The line holding "instead of completed." and all lines that follow it to the end of the data: return these exactly, and nothing more.
[[ MATERIAL SHOWN, beginning ]]
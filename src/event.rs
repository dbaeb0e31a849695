//! Pointer input and the resize notification payload.

use serde::{Deserialize, Serialize};

use crate::direction::Direction;
use crate::geom::{Point, Rect};

/// A raw pointer event as reported by the host.
#[derive(Debug, Clone, Copy, PartialEq, Default, Serialize, Deserialize)]
#[serde(rename_all = "camelCase")]
pub struct PointerEvent {
    /// Horizontal position in client (viewport) pixels.
    pub client_x: f64,
    /// Vertical position in client (viewport) pixels.
    pub client_y: f64,
}

impl PointerEvent {
    #[must_use]
    pub fn new(client_x: f64, client_y: f64) -> Self {
        Self { client_x, client_y }
    }

    #[must_use]
    pub fn position(&self) -> Point {
        Point::new(self.client_x, self.client_y)
    }
}

/// Payload delivered with every start, progress, and end notification.
///
/// `difference` is always `current - original`, field by field.
#[derive(Debug, Clone, Copy, PartialEq, Serialize)]
#[serde(rename_all = "camelCase")]
pub struct ResizeEvent {
    pub current: Rect,
    pub original: Rect,
    pub difference: Rect,
    /// The pointer event that produced this payload.
    pub original_event: PointerEvent,
    pub direction: Direction,
}

impl ResizeEvent {
    #[must_use]
    pub fn new(current: Rect, original: Rect, original_event: PointerEvent, direction: Direction) -> Self {
        Self { current, original, difference: current.difference(&original), original_event, direction }
    }
}

/// Payload delivered when a gesture is cancelled instead of completed.
///
/// Carries no pointer position: a cancel is not tied to any pointer event.
#[derive(Debug, Clone, Copy, PartialEq, Serialize)]
#[serde(rename_all = "camelCase")]
pub struct ResizeCancel {
    /// The rectangle captured when the gesture began; hosts restore to this.
    pub original: Rect,
    /// The last rectangle handed to the host (the start rectangle if the
    /// pointer never moved).
    pub last: Rect,
    pub direction: Direction,
}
[[ MATERIAL SHOWN, end ]]
RESPONSE AREA
/// Payload delivered when a gesture is cancelled instead of completed.
///
/// Carries no pointer position: a cancel is not tied to any pointer event.
#[derive(Debug, Clone, Copy, PartialEq, Serialize)]
#[serde(rename_all = "camelCase")]
pub struct ResizeCancel {
    /// The rectangle captured when the gesture began; hosts restore to this.
    pub original: Rect,
    /// The last rectangle handed to the host (the start rectangle if the
    /// pointer never moved).
    pub last: Rect,
    pub direction: Direction,
}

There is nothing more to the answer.